Schrautenbach, der aus seiner Ehe mit Sophie Elisabeth v. Geismar vier Söhne und eine Tochter hatte, nahm auch als Chef noch regen Anteil an allem, was sein Regiment berührte. So erstattete er 1732 über die Handhabung der Disziplin bei demselben Bericht, aus dem sich ergibt, dass bei dem Regiment nach Erinnerung Schrautenbachs und seiner Offiziere niemals eine Exekution mit dem Strang stattgefunden hatte. War jemand desertiert, so wurde er altem Brauch gemäß an drei Sonnabenden hintereinander durch Trommelschlag zitiert und, vermochte man seiner habhaft zu werden, mit Gassenlaufen, anderenfalls aber durch Anschlagen seines Namens an den Galgen bestraft. Die Zeit, in welcher Schrautenbach dem hessischen Militär, größtenteils in hervorragender Stellung angehörte, war für dasselbe eine solche steten Fortschrittes. Alle Verbesserungen, welche bei den Truppen der europäischen Mächte zur Einführung gelangten, fanden sogleich auch bei den Hessen-Darmstädtern Annahme, so die Musketen mit Steinschloss und Bajonett, dann der eiserne Ladestock, der Gleichschritt beim Marschieren, die geschlossene Ordnung in Gliedern bei der Infanterie und die Rangierung, ebenso die gleichmäßige Diensttracht der Offiziere.

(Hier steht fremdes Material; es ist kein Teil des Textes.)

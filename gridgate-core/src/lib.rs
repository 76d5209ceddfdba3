//! # Gridgate Core
//!
//! The tabular data engine behind every list screen.
//!
//! This crate provides:
//! - [`Column`] and [`Value`] - Typed access to arbitrary record types
//! - [`ViewState`] and [`DerivedView`] - Search, filters, sort, and paging in, filtered and sorted records out
//! - [`engine`] - Pure search, filter, and stable multi-key sort
//! - [`pagination`] - Page slicing with clamping
//! - [`export`] - CSV export of the full derived view
//! - [`Selection`] - Row selection keyed by a stable record identity
//! - [`Table`] - A facade holding records, columns, and view state together
//!
//! ## Quick Start
//!
//! ```rust
//! use gridgate_core::{Column, SortKey, Table, ViewState};
//! use serde_json::json;
//!
//! let records = vec![
//!     json!({"name": "Bob", "age": 30}),
//!     json!({"name": "Amy", "age": 25}),
//! ];
//! let columns = vec![Column::json("name", "Name"), Column::json("age", "Age")];
//! let state = ViewState::default().with_sort(vec![SortKey::asc("age")]);
//!
//! let table = Table::new(records, columns, state);
//! let view = table.derived_view();
//! assert_eq!(view.sorted[0]["name"], "Amy");
//! ```

pub mod column;
pub mod engine;
pub mod export;
pub mod pagination;
pub mod selection;
pub mod table;
pub mod value;
pub mod view;

// Re-export commonly used types at crate root
pub use column::{
    Column,
    ColumnKind,
    ColumnOption,
};

pub use value::Value;

pub use view::{
    DerivedView,
    SortDirection,
    SortKey,
    ViewState,
    DEFAULT_PAGE_SIZE,
};

pub use pagination::Page;

pub use export::{
    ExportError,
    default_export_filename,
    export_filename,
};

pub use selection::Selection;

pub use table::Table;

Die Militärchronik des Großherzogtums Hessen fasst ihr Urteil über Ludwig Balthasar v. Weitolshausen gen. Schrautenbach folgendermaßen zusammen: „Das Jahr [1738] brachte unserm Militär einen großen Verlust, indem zu Ende desselben der Generallieutenant von Schrautenbach starb, welcher seinem Regiment fast 50 Jahre hindurch, teils als Commandeur, teils als Chef vorgestanden und während dieser langen Zeit stets mit unvermindertem Ruhme gedient hatte.“ Das Regiment v. Schrautenbach ist als ältester Stamm des späteren 4. großherzoglich hessischen Infanterieregiments (Prinz Karl) Nr. 118 anzusehen.
Quelle: Wilhelm Grotefend
Bibliographie
- Abriß der Großherzoglich Hessischen Kriegs- und Truppen-Geschichte, 1567–1888 (Darmst. u. Leipzig 1889)
- Grotefend, Wilhelm: Allgemeine deutsche Biographie, Bd. 54 (Leipzig 1908)
- Humbracht: Höchste Zierde Teutsch-Landes (Frankfurt a. M. 1707)
- Hild: Militär-Chronik des Großherzogthums Hessen von Anfang des regierenden Hauses bis auf die neueste Zeit (Darmst. 1828)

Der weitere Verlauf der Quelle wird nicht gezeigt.